Mr Johnson admitted in the House of Commons yesterday that he attended the May 2020 gathering – to which 100 people were invited but only about 30 showed up – but that he mistook it for a work function.

“Hi all, After what has been an incredibly busy period it would be nice to make the most of the lovely weather and have some socially distanced drinks in the No 10 garden this evening,” the Prime Minister’s principal private secretary, Martin Reynolds, wrote in an email to the guests.

Please join us starting at 6 p.m. and remember to bring your own alcohol!”

Caroline Slocock, a former senior civil servant, said it was “inconceivable” that the Prime Minister was unaware of the email, and that the invitation was almost certainly extended by him.

People in England were only allowed to meet up with one person outside of their immediate family at the time.

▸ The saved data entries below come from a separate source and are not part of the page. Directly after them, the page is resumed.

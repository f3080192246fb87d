//! Declared and current schema model
//!
//! Both sides of a planning run use the same types: the declared schema an
//! application writes, and the current schema the catalog reader produces.

pub mod column;
pub mod constraint;
pub mod index;
pub mod schema;
pub mod table;
pub mod value;

pub use column::{Column, ColumnDefault, Identity};
pub use constraint::{
    Check, Constraint, ConstraintKind, ForeignKey, ForeignKeyRule, PrimaryKey, Unique,
};
pub use index::{ComparisonOperator, Index, IndexMethod, Predicate};
pub use schema::{Rename, RenameHints, Schema};
pub use table::Table;
pub use value::HostValue;
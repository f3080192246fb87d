//! Schema difference types.
//!
//! A [`Difference`] is one structural fact about how the declared schema
//! departs from the current one. Differences carry no priority or action
//! text; the planner decides both.
//!
//! Table-scoped differences name the table by its declared (post-rename)
//! physical name. Object names are the physical names derived by
//! [`crate::fingerprint`].

use serde::{Deserialize, Serialize};

use crate::catalog::ColumnType;
use crate::model::{Check, Column, ForeignKey, Identity, Index, PrimaryKey, Table, Unique};

/// One structural delta between current and declared schema
#[derive(Debug, Clone, PartialEq, Serialize, Deserialize)]
#[serde(tag = "kind", rename_all = "snake_case")]
pub enum Difference {
    /// Declared table with no current counterpart; its constraints and
    /// indexes follow as separate `*Added` differences
    TableCreated { table: Table },
    /// Current table with no declared counterpart
    TableDropped { table: Table },
    TableRenamed { from: String, to: String },

    ColumnAdded { table: String, column: Column },
    ColumnDropped { table: String, column: Column },
    ColumnRenamed {
        table: String,
        from: String,
        to: String,
    },
    ColumnRetyped {
        table: String,
        column: String,
        from: ColumnType,
        to: ColumnType,
    },
    ColumnNullabilityChanged {
        table: String,
        column: String,
        /// Effective not-null of the declared column
        not_null: bool,
        /// Relaxation caused only by leaving the primary key
        implied_by_primary_key: bool,
    },
    ColumnDefaultChanged {
        table: String,
        column: String,
        /// Formatted default text
        from: Option<String>,
        to: Option<String>,
    },
    ColumnIdentityChanged {
        table: String,
        column: String,
        from: Option<Identity>,
        to: Option<Identity>,
        /// The column gains identity while nullable; not-null is set as part
        /// of this change instead of a separate nullability difference
        #[serde(default)]
        sets_not_null: bool,
    },

    PrimaryKeyAdded {
        table: String,
        primary_key: PrimaryKey,
        existing_table: bool,
    },
    PrimaryKeyDropped {
        table: String,
        primary_key: PrimaryKey,
    },
    PrimaryKeyRenamed {
        table: String,
        from_name: String,
        to_name: String,
    },

    UniqueAdded {
        table: String,
        unique: Unique,
        existing_table: bool,
    },
    UniqueDropped {
        table: String,
        unique: Unique,
        name: String,
    },
    UniqueRenamed {
        table: String,
        from_name: String,
        to_name: String,
    },

    CheckAdded {
        table: String,
        check: Check,
        existing_table: bool,
    },
    CheckDropped {
        table: String,
        check: Check,
        name: String,
    },
    CheckRenamed {
        table: String,
        from_name: String,
        to_name: String,
    },

    ForeignKeyAdded {
        table: String,
        foreign_key: ForeignKey,
        existing_table: bool,
    },
    ForeignKeyDropped {
        table: String,
        foreign_key: ForeignKey,
        name: String,
    },
    ForeignKeyRenamed {
        table: String,
        from_name: String,
        to_name: String,
    },

    IndexAdded {
        table: String,
        index: Index,
        existing_table: bool,
    },
    IndexDropped {
        table: String,
        index: Index,
        name: String,
    },
    IndexRenamed {
        table: String,
        from_name: String,
        to_name: String,
    },
}

impl Difference {
    /// Declared name of the table the difference belongs to; for dropped
    /// tables the current name
    pub fn table(&self) -> &str {
        match self {
            Difference::TableCreated { table } | Difference::TableDropped { table } => &table.name,
            Difference::TableRenamed { to, .. } => to,
            Difference::ColumnAdded { table, .. }
            | Difference::ColumnDropped { table, .. }
            | Difference::ColumnRenamed { table, .. }
            | Difference::ColumnRetyped { table, .. }
            | Difference::ColumnNullabilityChanged { table, .. }
            | Difference::ColumnDefaultChanged { table, .. }
            | Difference::ColumnIdentityChanged { table, .. }
            | Difference::PrimaryKeyAdded { table, .. }
            | Difference::PrimaryKeyDropped { table, .. }
            | Difference::PrimaryKeyRenamed { table, .. }
            | Difference::UniqueAdded { table, .. }
            | Difference::UniqueDropped { table, .. }
            | Difference::UniqueRenamed { table, .. }
            | Difference::CheckAdded { table, .. }
            | Difference::CheckDropped { table, .. }
            | Difference::CheckRenamed { table, .. }
            | Difference::ForeignKeyAdded { table, .. }
            | Difference::ForeignKeyDropped { table, .. }
            | Difference::ForeignKeyRenamed { table, .. }
            | Difference::IndexAdded { table, .. }
            | Difference::IndexDropped { table, .. }
            | Difference::IndexRenamed { table, .. } => table,
        }
    }

    /// Stable snake_case label, as serialized in the `kind` tag
    pub fn label(&self) -> &'static str {
        match self {
            Difference::TableCreated { .. } => "table_created",
            Difference::TableDropped { .. } => "table_dropped",
            Difference::TableRenamed { .. } => "table_renamed",
            Difference::ColumnAdded { .. } => "column_added",
            Difference::ColumnDropped { .. } => "column_dropped",
            Difference::ColumnRenamed { .. } => "column_renamed",
            Difference::ColumnRetyped { .. } => "column_retyped",
            Difference::ColumnNullabilityChanged { .. } => "column_nullability_changed",
            Difference::ColumnDefaultChanged { .. } => "column_default_changed",
            Difference::ColumnIdentityChanged { .. } => "column_identity_changed",
            Difference::PrimaryKeyAdded { .. } => "primary_key_added",
            Difference::PrimaryKeyDropped { .. } => "primary_key_dropped",
            Difference::PrimaryKeyRenamed { .. } => "primary_key_renamed",
            Difference::UniqueAdded { .. } => "unique_added",
            Difference::UniqueDropped { .. } => "unique_dropped",
            Difference::UniqueRenamed { .. } => "unique_renamed",
            Difference::CheckAdded { .. } => "check_added",
            Difference::CheckDropped { .. } => "check_dropped",
            Difference::CheckRenamed { .. } => "check_renamed",
            Difference::ForeignKeyAdded { .. } => "foreign_key_added",
            Difference::ForeignKeyDropped { .. } => "foreign_key_dropped",
            Difference::ForeignKeyRenamed { .. } => "foreign_key_renamed",
            Difference::IndexAdded { .. } => "index_added",
            Difference::IndexDropped { .. } => "index_dropped",
            Difference::IndexRenamed { .. } => "index_renamed",
        }
    }
}

/// All differences of one comparison, in deterministic order
#[derive(Debug, Clone, PartialEq, Default, Serialize, Deserialize)]
pub struct SchemaDiff {
    pub differences: Vec<Difference>,
}

impl SchemaDiff {
    pub fn is_empty(&self) -> bool {
        self.differences.is_empty()
    }

    pub fn len(&self) -> usize {
        self.differences.len()
    }

    /// Table renames as `(previous, declared)` pairs
    pub fn table_renames(&self) -> impl Iterator<Item = (&str, &str)> {
        self.differences.iter().filter_map(|d| match d {
            Difference::TableRenamed { from, to } => Some((from.as_str(), to.as_str())),
            _ => None,
        })
    }
}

Ms Gray is suspected of looking through emails, calendar invites, phone messages, and eyewitness accounts, but some reports claim she also has access to CCTV and police reports.

The investigation’s first objective will almost certainly be to create a timeline for each of the nine events.

Ms Gray is then expected to figure out who and how they were organized, as well as who attended and was aware of the parties.

Ms Gray may present the results as soon as next week, according to some reports.

News summary from Infosurhoy in the United Kingdom.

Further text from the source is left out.